Task description.
From the records below, return every line containing the word "push".

(Saved entries)
++++++

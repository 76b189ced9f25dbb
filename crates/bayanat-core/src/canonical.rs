//! Canonical CBOR encoding for deterministic serialization.
//!
//! This module implements RFC 8949 Core Deterministic Encoding:
//! - Map keys sorted by encoded byte comparison
//! - Integers use smallest valid encoding
//! - Definite lengths only
//! - No floats
//!
//! Predicates are committed next to the ciphertext they gate, and every
//! node of the encryption network re-encodes the predicate it is handed.
//! Both sides must therefore produce identical bytes.

use ciborium::value::Value;

use crate::error::{CoreError, Result};
use crate::predicate::{Predicate, ReturnValueTest};
use crate::types::LedgerAddress;

/// Version tag of the predicate encoding.
pub const PREDICATE_VERSION: u8 = 1;

/// Predicate field keys (integer keys for compact encoding).
mod keys {
    pub const VERSION: u64 = 0;
    pub const CHAIN: u64 = 1;
    pub const LEDGER: u64 = 2;
    pub const METHOD: u64 = 3;
    pub const PARAMETERS: u64 = 4;
    pub const COMPARATOR: u64 = 5;
    pub const EXPECTED: u64 = 6;
}

/// Encode a predicate to canonical CBOR bytes.
pub fn predicate_bytes(predicate: &Predicate) -> Result<Vec<u8>> {
    encode_canonical(&predicate_to_value(predicate))
}

/// Decode a predicate, rejecting any encoding that is not canonical.
pub fn decode_predicate(bytes: &[u8]) -> Result<Predicate> {
    let value: Value =
        ciborium::from_reader(bytes).map_err(|e| CoreError::DecodingError(e.to_string()))?;
    let predicate = value_to_predicate(&value)?;

    if predicate_bytes(&predicate)? != bytes {
        return Err(CoreError::DecodingError(
            "predicate encoding is not canonical".into(),
        ));
    }
    Ok(predicate)
}

fn predicate_to_value(p: &Predicate) -> Value {
    let params: Vec<Value> = p.parameters.iter().map(|s| Value::Text(s.clone())).collect();

    Value::Map(vec![
        (int(keys::VERSION), Value::Integer(PREDICATE_VERSION.into())),
        (int(keys::CHAIN), Value::Text(p.chain.clone())),
        (int(keys::LEDGER), Value::Bytes(p.ledger.0.to_vec())),
        (int(keys::METHOD), Value::Text(p.method.clone())),
        (int(keys::PARAMETERS), Value::Array(params)),
        (
            int(keys::COMPARATOR),
            Value::Text(p.return_value_test.comparator.clone()),
        ),
        (
            int(keys::EXPECTED),
            Value::Text(p.return_value_test.value.clone()),
        ),
    ])
}

fn value_to_predicate(value: &Value) -> Result<Predicate> {
    let map = match value {
        Value::Map(m) => m,
        _ => return Err(CoreError::DecodingError("expected map".into())),
    };

    let get = |key: u64| -> Option<&Value> {
        map.iter()
            .find(|(k, _)| match k {
                Value::Integer(i) => i128::from(*i) == key as i128,
                _ => false,
            })
            .map(|(_, v)| v)
    };

    let text = |key: u64, name: &str| -> Result<String> {
        match get(key) {
            Some(Value::Text(s)) => Ok(s.clone()),
            _ => Err(CoreError::DecodingError(format!("missing {}", name))),
        }
    };

    match get(keys::VERSION) {
        Some(Value::Integer(i)) if i128::from(*i) == PREDICATE_VERSION as i128 => {}
        Some(Value::Integer(i)) => {
            return Err(CoreError::DecodingError(format!(
                "unsupported predicate version {}",
                i128::from(*i)
            )))
        }
        _ => return Err(CoreError::DecodingError("missing version".into())),
    }

    let ledger = match get(keys::LEDGER) {
        Some(Value::Bytes(b)) if b.len() == 20 => {
            let mut arr = [0u8; 20];
            arr.copy_from_slice(b);
            LedgerAddress(arr)
        }
        _ => return Err(CoreError::DecodingError("invalid ledger".into())),
    };

    let parameters = match get(keys::PARAMETERS) {
        Some(Value::Array(items)) => items
            .iter()
            .map(|item| match item {
                Value::Text(s) => Ok(s.clone()),
                _ => Err(CoreError::DecodingError("non-text parameter".into())),
            })
            .collect::<Result<Vec<_>>>()?,
        _ => return Err(CoreError::DecodingError("missing parameters".into())),
    };

    Ok(Predicate {
        chain: text(keys::CHAIN, "chain")?,
        ledger,
        method: text(keys::METHOD, "method")?,
        parameters,
        return_value_test: ReturnValueTest {
            comparator: text(keys::COMPARATOR, "comparator")?,
            value: text(keys::EXPECTED, "expected value")?,
        },
    })
}

fn int(key: u64) -> Value {
    Value::Integer(key.into())
}

/// Encode a CBOR Value to canonical bytes.
///
/// Fails on floats, tags and any value kind without a deterministic
/// encoding.
pub fn encode_canonical(value: &Value) -> Result<Vec<u8>> {
    let mut buf = Vec::new();
    encode_value_to(&mut buf, value)?;
    Ok(buf)
}

fn encode_value_to(buf: &mut Vec<u8>, value: &Value) -> Result<()> {
    match value {
        Value::Integer(i) => encode_integer(buf, *i)?,
        Value::Bytes(b) => encode_bytes(buf, b),
        Value::Text(s) => encode_text(buf, s),
        Value::Array(arr) => {
            encode_uint(buf, 4, arr.len() as u64);
            for item in arr {
                encode_value_to(buf, item)?;
            }
        }
        Value::Map(entries) => encode_map_canonical(buf, entries)?,
        Value::Bool(b) => buf.push(if *b { 0xf5 } else { 0xf4 }),
        Value::Null => buf.push(0xf6),
        Value::Float(_) => {
            return Err(CoreError::EncodingError(
                "floats not supported in canonical encoding".into(),
            ))
        }
        _ => {
            return Err(CoreError::EncodingError(
                "unsupported CBOR value type".into(),
            ))
        }
    }
    Ok(())
}

/// Encode a CBOR integer (major types 0 and 1).
fn encode_integer(buf: &mut Vec<u8>, i: ciborium::value::Integer) -> Result<()> {
    let n: i128 = i.into();

    if n >= 0 {
        let n = u64::try_from(n)
            .map_err(|_| CoreError::EncodingError("integer out of range".into()))?;
        encode_uint(buf, 0, n);
    } else {
        // CBOR encodes -1 as 0, -2 as 1, etc.
        let abs = u64::try_from(-1 - n)
            .map_err(|_| CoreError::EncodingError("integer out of range".into()))?;
        encode_uint(buf, 1, abs);
    }
    Ok(())
}

/// Encode an unsigned integer with the given major type.
fn encode_uint(buf: &mut Vec<u8>, major: u8, n: u64) {
    let mt = major << 5;
    if n < 24 {
        buf.push(mt | (n as u8));
    } else if n <= 0xff {
        buf.push(mt | 24);
        buf.push(n as u8);
    } else if n <= 0xffff {
        buf.push(mt | 25);
        buf.extend_from_slice(&(n as u16).to_be_bytes());
    } else if n <= 0xffff_ffff {
        buf.push(mt | 26);
        buf.extend_from_slice(&(n as u32).to_be_bytes());
    } else {
        buf.push(mt | 27);
        buf.extend_from_slice(&n.to_be_bytes());
    }
}

fn encode_bytes(buf: &mut Vec<u8>, bytes: &[u8]) {
    encode_uint(buf, 2, bytes.len() as u64);
    buf.extend_from_slice(bytes);
}

fn encode_text(buf: &mut Vec<u8>, s: &str) {
    encode_uint(buf, 3, s.len() as u64);
    buf.extend_from_slice(s.as_bytes());
}

/// Encode a map canonically (major type 5).
///
/// Keys are sorted by their encoded byte comparison.
fn encode_map_canonical(buf: &mut Vec<u8>, entries: &[(Value, Value)]) -> Result<()> {
    let mut pairs = Vec::with_capacity(entries.len());
    for (k, v) in entries {
        let mut key_buf = Vec::new();
        encode_value_to(&mut key_buf, k)?;
        pairs.push((key_buf, v));
    }

    pairs.sort_by(|a, b| a.0.cmp(&b.0));

    encode_uint(buf, 5, pairs.len() as u64);
    for (key_bytes, value) in pairs {
        buf.extend_from_slice(&key_bytes);
        encode_value_to(buf, value)?;
    }
    Ok(())
}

++++++

Answer to this task.
        Value::Bool(b) => buf.push(if *b { 0xf5 } else { 0xf4 }),
        Value::Null => buf.push(0xf6),
        buf.push(mt | (n as u8));
        buf.push(mt | 24);
        buf.push(n as u8);
        buf.push(mt | 25);
        buf.push(mt | 26);
        buf.push(mt | 27);
        pairs.push((key_buf, v));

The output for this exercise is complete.